Acho que quando cheguei ao Quénia, e sendo a minha primeira vez num país africano, o que me surpreendeu mais não teve a ver com algo relacionado com o projeto de voluntariado do qual ia fazer parte, mas sim com o próprio país. Ao aterrar no Quénia, logo à chegada, e assim que pude ver os arredores de Nairobi, fiquei impressionada pelo clima ser tão semelhante a Portugal e por não existirem tantos animais como pensava que existiriam.
Houve alguma criança que a tenha marcado particularmente? Qual?
Como disse anteriormente, durante os três meses em que estive no Quénia, criei uma ligação muito forte com um casal de gémeos de 9 anos, o Christopher e a Christine, os quais gostaria de adotar um dia. Infelizmente, desde 2014, por falta de legislação sobre o assunto, o Quénia proibiu a adoção internacional, já que foi considerado um dos países de África, se não, o país, com maior tráfico de crianças. Ainda assim, mantenho viva a esperança de que um dia o panorama se altere, e com as condições certas, e se eles quiserem, os consiga adotar.
Por que razão decidiu fazer crowdfunding e para quê?
Em termos muito simples, e para quem não está familiarizado com o conceito, um crowdfunding é uma espécie de angariação de fundos que se faz através da internet, onde qualquer pessoa pode dar a conhecer uma ideia, causa ou projeto, estabelecer um objetivo financeiro a atingir, e tentar que esse objetivo seja cumprido, num período de tempo a definir por si, dando a conhecer essa mesma causa, problema ou projeto, aos demais – normalmente ao seu círculo de amigos, conhecidos e familiares – e pedindo-lhes que contribuam financeiramente com o que puderem, até que esse mesmo objetivo seja cumprido.
No caso do Makuyu Education Initiative, eu e a Isabel (uma outra voluntária do projeto vinda do Brasil), decidimos que o crowdfunding poderia ser uma boa aposta, pois havia muito que nós queríamos fazer pelas crianças da casa de acolhimento, sem que houvesse verba suficiente para tal. Deste modo, teríamos a verba de que necessitávamos, com a vantagem de que seríamos nós a gerir o dinheiro.
O que conseguiram comprar com os fundos angariados?
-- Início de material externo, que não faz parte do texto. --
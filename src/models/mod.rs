// Model exports
pub mod domain;
pub mod requests;
pub mod responses;

pub use domain::{pair_key, ActiveMatch, Gender, PreferenceSet, Profile, QueueEntry};
pub use requests::{RegisterRequest, UserActionRequest};
pub use responses::{
    CommandResponse, ErrorResponse, HealthResponse, MatchInfoResponse, MatchResponse,
};
use chrono::{DateTime, Utc};
use serde::{Deserialize, Serialize};
use std::collections::BTreeSet;
use std::fmt;
use uuid::Uuid;

/// Canonical gender token used internally after normalization
#[derive(Debug, Clone, Copy, PartialEq, Eq, PartialOrd, Ord, Hash, Serialize, Deserialize)]
pub enum Gender {
    Female,
    Male,
    NonBinary,
    TransF,
    TransM,
}

impl Gender {
    /// All five canonical tokens, in a fixed order
    pub const ALL: [Gender; 5] = [
        Gender::Female,
        Gender::Male,
        Gender::NonBinary,
        Gender::TransF,
        Gender::TransM,
    ];

    pub fn as_str(&self) -> &'static str {
        match self {
            Gender::Female => "Female",
            Gender::Male => "Male",
            Gender::NonBinary => "NonBinary",
            Gender::TransF => "TransF",
            Gender::TransM => "TransM",
        }
    }
}

impl fmt::Display for Gender {
    fn fmt(&self, f: &mut fmt::Formatter<'_>) -> fmt::Result {
        f.write_str(self.as_str())
    }
}

/// The set of partner genders a profile will accept
///
/// Either the wildcard ("All") or a non-empty set of canonical tokens.
#[derive(Debug, Clone, PartialEq, Eq, Serialize, Deserialize)]
pub enum PreferenceSet {
    /// Wildcard: any gender is acceptable
    Any,
    Genders(BTreeSet<Gender>),
}

impl PreferenceSet {
    pub fn accepts(&self, gender: Gender) -> bool {
        match self {
            PreferenceSet::Any => true,
            PreferenceSet::Genders(set) => set.contains(&gender),
        }
    }
}

/// Registered user profile
///
/// Created and overwritten by registration, keyed by the host platform's
/// stable user identifier. Never deleted.
#[derive(Debug, Clone, Serialize, Deserialize)]
pub struct Profile {
    #[serde(rename = "userId")]
    pub user_id: String,
    pub name: String,
    pub age: u8,
    pub gender: Gender,
    pub preferences: PreferenceSet,
    pub bio: String,
}

/// Entry in the waiting queue
///
/// `gender` and `preferences` are denormalized copies of the profile at
/// enqueue time; re-registration refreshes them in place. `seq` is assigned
/// by the store and fixes both FIFO order and the entry's identity for
/// conditional removal.
#[derive(Debug, Clone, PartialEq, Serialize, Deserialize)]
pub struct QueueEntry {
    #[serde(rename = "userId")]
    pub user_id: String,
    pub gender: Gender,
    pub preferences: PreferenceSet,
    #[serde(rename = "enqueuedAt")]
    pub enqueued_at: DateTime<Utc>,
    pub seq: u64,
}

/// An active match between two users
#[derive(Debug, Clone, PartialEq, Serialize, Deserialize)]
pub struct ActiveMatch {
    #[serde(rename = "matchId")]
    pub match_id: Uuid,
    #[serde(rename = "userA")]
    pub user_a: String,
    #[serde(rename = "userB")]
    pub user_b: String,
    #[serde(rename = "channelRef")]
    pub channel_ref: String,
    #[serde(rename = "createdAt")]
    pub created_at: DateTime<Utc>,
}

impl ActiveMatch {
    /// The other participant, if `user_id` is part of this match
    pub fn partner_of(&self, user_id: &str) -> Option<&str> {
        if self.user_a == user_id {
            Some(&self.user_b)
        } else if self.user_b == user_id {
            Some(&self.user_a)
        } else {
            None
        }
    }

    pub fn involves(&self, user_id: &str) -> bool {
        self.user_a == user_id || self.user_b == user_id
    }
}

/// Normalized key for an unordered user pair
///
/// Rejection records are symmetric: (A, B) and (B, A) are the same pair.
pub fn pair_key(a: &str, b: &str) -> (String, String) {
    if a <= b {
        (a.to_string(), b.to_string())
    } else {
        (b.to_string(), a.to_string())
    }
}

#[cfg(test)]
mod tests {
    use super::*;

    #[test]
    fn test_preference_set_wildcard_accepts_everything() {
        let prefs = PreferenceSet::Any;
        for gender in Gender::ALL {
            assert!(prefs.accepts(gender));
        }
    }

    #[test]
    fn test_preference_set_explicit() {
        let prefs = PreferenceSet::Genders([Gender::Female, Gender::TransF].into());
        assert!(prefs.accepts(Gender::Female));
        assert!(prefs.accepts(Gender::TransF));
        assert!(!prefs.accepts(Gender::Male));
    }

    #[test]
    fn test_partner_of() {
        let m = ActiveMatch {
            match_id: Uuid::new_v4(),
            user_a: "a".to_string(),
            user_b: "b".to_string(),
            channel_ref: "chan-1".to_string(),
            created_at: Utc::now(),
        };

        assert_eq!(m.partner_of("a"), Some("b"));
        assert_eq!(m.partner_of("b"), Some("a"));
        assert_eq!(m.partner_of("c"), None);
    }

    #[test]
    fn test_pair_key_is_symmetric() {
        assert_eq!(pair_key("x", "y"), pair_key("y", "x"));
    }
}
use serde::{Deserialize, Serialize};

/// Generic command reply: one short human-readable message
#[derive(Debug, Clone, Serialize, Deserialize)]
pub struct CommandResponse {
    pub message: String,
}

impl CommandResponse {
    pub fn new(message: impl Into<String>) -> Self {
        Self {
            message: message.into(),
        }
    }
}

/// Reply for a find-match attempt
#[derive(Debug, Clone, Serialize, Deserialize)]
pub struct MatchResponse {
    /// "matched" or "queued"
    pub outcome: String,
    pub message: String,
    #[serde(rename = "partnerId", skip_serializing_if = "Option::is_none")]
    pub partner_id: Option<String>,
    #[serde(rename = "channelRef", skip_serializing_if = "Option::is_none")]
    pub channel_ref: Option<String>,
}

/// Partner profile snapshot for get-match-info
#[derive(Debug, Clone, Serialize, Deserialize)]
pub struct MatchInfoResponse {
    pub name: String,
    pub age: u8,
    pub gender: String,
    pub bio: String,
}

/// Health check response
#[derive(Debug, Clone, Serialize, Deserialize)]
pub struct HealthResponse {
    pub status: String,
    pub version: String,
    pub timestamp: chrono::DateTime<chrono::Utc>,
}

/// Error response
#[derive(Debug, Clone, Serialize, Deserialize)]
pub struct ErrorResponse {
    pub error: String,
    pub message: String,
    pub status_code: u16,
}
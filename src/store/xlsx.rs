use std::fs::File;
use std::io::BufReader;
use std::path::Path;

use calamine::{Data, Reader, Xlsx};
use rust_xlsxwriter::{Workbook, XlsxError};

use crate::error::LogError;

use super::table::{Cell, Table};

/// Name of the single worksheet written to every workbook.
pub const SHEET_NAME: &str = "Dados";

/// Read the first worksheet; its first row is the header.
pub(super) fn read(path: &Path) -> Result<Table, LogError> {
    let file = File::open(path).map_err(|e| LogError::from_io(path, e))?;
    let xlsx_error = |e: calamine::XlsxError| LogError::Xlsx {
        path: path.to_path_buf(),
        message: e.to_string(),
    };

    let mut workbook: Xlsx<_> = Xlsx::new(BufReader::new(file)).map_err(xlsx_error)?;
    let range = workbook
        .worksheet_range_at(0)
        .ok_or_else(|| LogError::Malformed {
            path: path.to_path_buf(),
            message: "workbook has no worksheet".into(),
        })?
        .map_err(xlsx_error)?;

    let mut rows = range.rows();
    let Some(header_row) = rows.next() else {
        return Ok(Table::default());
    };

    let mut table = Table::new(header_row.iter().map(|c| c.to_string()));
    for row in rows {
        table.push_row(row.iter().map(cell_from_data).collect());
    }
    Ok(table)
}

fn cell_from_data(data: &Data) -> Cell {
    match data {
        Data::Empty => Cell::Empty,
        Data::Float(v) => Cell::Number(*v),
        Data::Int(i) => Cell::Number(*i as f64),
        Data::String(s) => Cell::Text(s.clone()),
        other => Cell::Text(other.to_string()),
    }
}

pub(super) fn to_bytes(table: &Table) -> Result<Vec<u8>, XlsxError> {
    let mut workbook = Workbook::new();
    let sheet = workbook.add_worksheet();
    sheet.set_name(SHEET_NAME)?;

    for (col, header) in table.headers.iter().enumerate() {
        sheet.write_string(0, col as u16, header)?;
    }
    for (r, row) in table.rows.iter().enumerate() {
        let r = (r + 1) as u32;
        for (col, cell) in row.iter().enumerate() {
            match cell {
                Cell::Text(s) | Cell::Raw(s) => {
                    sheet.write_string(r, col as u16, s)?;
                }
                Cell::Number(v) => {
                    sheet.write_number(r, col as u16, *v)?;
                }
                Cell::Empty => {}
            }
        }
    }

    workbook.save_to_buffer()
}
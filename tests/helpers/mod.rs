use std::fs;
use std::path::{Path, PathBuf};

/// One attenuation dip below a flat `base`, in dB.
pub fn dip(x: f64, centre: f64, sigma: f64, depth: f64, base: f64) -> f64 {
    base - depth * (-0.5 * ((x - centre) / sigma).powi(2)).exp()
}

/// Even grid from `start` to `end` with n points (inclusive).
pub fn linspace(start: f64, end: f64, n: usize) -> Vec<f64> {
    if n <= 1 {
        return vec![start];
    }
    (0..n)
        .map(|i| start + (end - start) * (i as f64) / ((n - 1) as f64))
        .collect()
}

/// Small deterministic wiggle in [-0.5, 0.5].
pub fn jitter(x: f64) -> f64 {
    ((x * 137.13).sin() + (x * 73.7).cos()) * 0.25
}

/// Write a two-column spectrum file with the given separator.
pub fn write_spectrum(dir: &Path, name: &str, sep: &str, xs: &[f64], ys: &[f64]) -> PathBuf {
    let mut body = String::new();
    for (x, y) in xs.iter().zip(ys) {
        body.push_str(&format!("{x}{sep}{y}\n"));
    }
    let path = dir.join(name);
    fs::write(&path, body).unwrap();
    path
}

/// Write a spectrum with a dip at `centre` over 1500..1600 nm.
pub fn write_dip(dir: &Path, name: &str, sep: &str, centre: f64) -> PathBuf {
    let xs = linspace(1500.0, 1600.0, 201);
    let ys: Vec<f64> = xs
        .iter()
        .map(|&x| dip(x, centre, 3.0, 15.0, -10.0) + 0.05 * jitter(x))
        .collect();
    write_spectrum(dir, name, sep, &xs, &ys)
}

#[allow(dead_code)]
pub fn approx_eq(a: f64, b: f64, tol: f64) -> bool {
    (a - b).abs() <= tol
}
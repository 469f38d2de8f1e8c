mod helpers;

use std::ops::ControlFlow;

use helpers::{approx_eq, write_dip, write_spectrum};
use rusty_valley::config::Settings;
use rusty_valley::store::log_store::LOG_COLUMNS;
use rusty_valley::{
    BatchError, LogProgress, LogStore, Progress, RawFilterForm, SessionError, SessionState,
};

fn form(window: &str, order: &str) -> RawFilterForm {
    RawFilterForm {
        window: window.into(),
        order: order.into(),
        ..Default::default()
    }
}

#[test]
fn batch_over_mixed_delimiters_tracks_the_shift() {
    let dir = tempfile::tempdir().unwrap();
    let files = [
        write_dip(dir.path(), "t0.txt", ";", 1540.0),
        write_dip(dir.path(), "t1.txt", ",", 1545.0),
        write_dip(dir.path(), "t2.txt", "\t", 1550.0),
        write_dip(dir.path(), "t3.txt", " ", 1555.0),
    ];

    let mut session = SessionState::new();
    session.load_files(&files).unwrap();
    let (params, warnings) = session.filter_parameters(&form("11", "3")).unwrap();
    assert!(warnings.is_empty());

    let outcome = session.run_batch(&params, "heating", &mut LogProgress).unwrap();
    assert_eq!(outcome.records.len(), 4);

    let centres = [1540.0, 1545.0, 1550.0, 1555.0];
    for (point, centre) in outcome.series.iter().zip(centres) {
        assert!(approx_eq(point.wavelength, centre, 1.0), "{point:?}");
        assert!(point.intensity < -20.0);
    }
    let names: Vec<&str> = outcome.records.iter().map(|r| r.source_file.as_str()).collect();
    assert_eq!(names, ["t0.txt", "t1.txt", "t2.txt", "t3.txt"]);
}

#[test]
fn log_grows_across_runs_in_both_formats() {
    let dir = tempfile::tempdir().unwrap();
    let a = write_dip(dir.path(), "a.txt", ";", 1548.0);
    let b = write_dip(dir.path(), "b.txt", ";", 1552.0);

    for log_name in ["vales.csv", "vales.xlsx"] {
        let log_path = dir.path().join(log_name);
        let mut session = SessionState::new();
        session.set_log_path(&log_path).unwrap();

        session.load_files(&[&a, &b]).unwrap();
        let (params, _) = session.filter_parameters(&form("9", "2")).unwrap();
        let first = session.run_batch(&params, "S", &mut LogProgress).unwrap();
        session.append_batch_log(&first).unwrap();

        session.load_files(&[&b]).unwrap();
        let second = session.run_batch(&params, "S", &mut LogProgress).unwrap();
        session.append_batch_log(&second).unwrap();

        let table = LogStore::new(&log_path).unwrap().read().unwrap();
        assert_eq!(table.headers, LOG_COLUMNS);
        assert_eq!(table.len(), 3, "{log_name}");
        let sources: Vec<_> = table
            .column_cells("arquivo_origem")
            .unwrap()
            .map(|c| c.to_field())
            .collect();
        assert_eq!(sources, ["a.txt", "b.txt", "b.txt"]);
    }
}

#[test]
fn out_of_range_spectrum_is_skipped_without_a_gap() {
    let dir = tempfile::tempdir().unwrap();
    let xs_far = helpers::linspace(1700.0, 1800.0, 201);
    let ys_far = vec![-10.0; xs_far.len()];
    let files = [
        write_dip(dir.path(), "a.txt", ";", 1545.0),
        write_spectrum(dir.path(), "far.txt", ";", &xs_far, &ys_far),
        write_dip(dir.path(), "c.txt", ";", 1555.0),
    ];

    let mut session = SessionState::new();
    session.load_files(&files).unwrap();
    let mut raw = form("7", "2");
    raw.range_start = Some("1530".into());
    raw.range_end = Some("1570".into());
    let (params, _) = session.filter_parameters(&raw).unwrap();

    let outcome = session.run_batch(&params, "S", &mut LogProgress).unwrap();
    let idx: Vec<usize> = outcome.series.iter().map(|p| p.index).collect();
    assert_eq!(idx, [0, 1]);
    assert_eq!(outcome.records[1].source_file, "c.txt");
}

#[test]
fn batch_cancel_leaves_log_untouched() {
    let dir = tempfile::tempdir().unwrap();
    let files = [
        write_dip(dir.path(), "a.txt", ";", 1545.0),
        write_dip(dir.path(), "b.txt", ";", 1550.0),
    ];
    let mut session = SessionState::new();
    session.load_files(&files).unwrap();
    session.set_log_path(dir.path().join("log.csv")).unwrap();
    let (params, _) = session.filter_parameters(&form("5", "2")).unwrap();

    let mut stop = |_: Progress| -> ControlFlow<()> { ControlFlow::Break(()) };
    let err = session.run_batch(&params, "S", &mut stop).unwrap_err();
    assert!(matches!(err, SessionError::Batch(BatchError::Cancelled { after: 1 })));
    assert!(!dir.path().join("log.csv").exists());
}

#[test]
fn even_window_and_large_order_are_corrected() {
    let dir = tempfile::tempdir().unwrap();
    let file = write_dip(dir.path(), "a.txt", ";", 1550.0);
    let mut session = SessionState::new();
    session.load_files(&[&file]).unwrap();

    let (params, warnings) = session.filter_parameters(&form("10", "15")).unwrap();
    assert_eq!((params.window(), params.order()), (11, 9));
    assert_eq!(warnings.len(), 2);
    assert_eq!((params.range_start(), params.range_end()), (1500.0, 1600.0));
}

#[test]
fn settings_feed_the_form() {
    let dir = tempfile::tempdir().unwrap();
    let file = write_dip(dir.path(), "a.txt", ";", 1550.0);
    let mut session = SessionState::new();
    session.load_files(&[&file]).unwrap();

    let settings = Settings {
        range_start: Some(1540.0),
        range_end: Some(1560.0),
        normalize: true,
        ..Settings::default()
    };
    let (params, _) = session.filter_parameters(&settings.to_form()).unwrap();
    assert_eq!((params.window(), params.order()), (21, 3));
    assert!(params.normalize_peak());

    let run = session.run_single(&params).unwrap();
    let peak = run
        .processed
        .trace
        .iter()
        .cloned()
        .fold(f64::NEG_INFINITY, f64::max);
    assert_eq!(peak, 0.0);
    assert!(approx_eq(run.processed.valley.unwrap().wavelength, 1550.0, 1.0));
}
Em menos de três semanas, conseguimos angariar cerca de 1000 dólares, que era o nosso objetivo, através de doações de familiares, amigos e conhecidos, o que nos deu total liberdade para gerir o dinheiro, e consequentemente, gastá-lo naquilo que nos parecia mais urgente na altura: mandámos construir um estendal da roupa, fazer móveis novos para arrumar a roupa nos quartos das crianças, pintámos a casa, comprámos utensílios de cozinha, sapatos, uniformes para a escola, escovas de dentes, mochilas, material escolar, entre outros.
Quer deixar alguma mensagem aos leitores do Sinal?
Espero que, da mesma forma que fui inspirada por terceiros a experimentar o voluntariado, também eu tenha conseguido, através da minha experiência e relato pessoal, inspirar alguém a querer fazer o mesmo. O voluntariado tem como base a ajuda ao outro, mas, e sem que muitas vezes nos apercebamos, são os outros que acabam por nos ajudar. Valores como o respeito, a generosidade, a tolerância e compreensão são fundamentais para formar a base de qualquer indivíduo e experiências como esta são cada vez mais apreciadas e tidas em conta pelos empregadores da atualidade. Arrisquem, procurem saber, não se fiquem apenas pelo que os outros vos contam ou pelo que vocês acham que já sabem. Procurem ter uma mente aberta e ousar nas vossas escolhas enquanto ainda são jovens. Prometo que vão ganhar uma grande bagagem para a vossa vida, ter muitas histórias para contar e recordar e que não irão arrepender-se.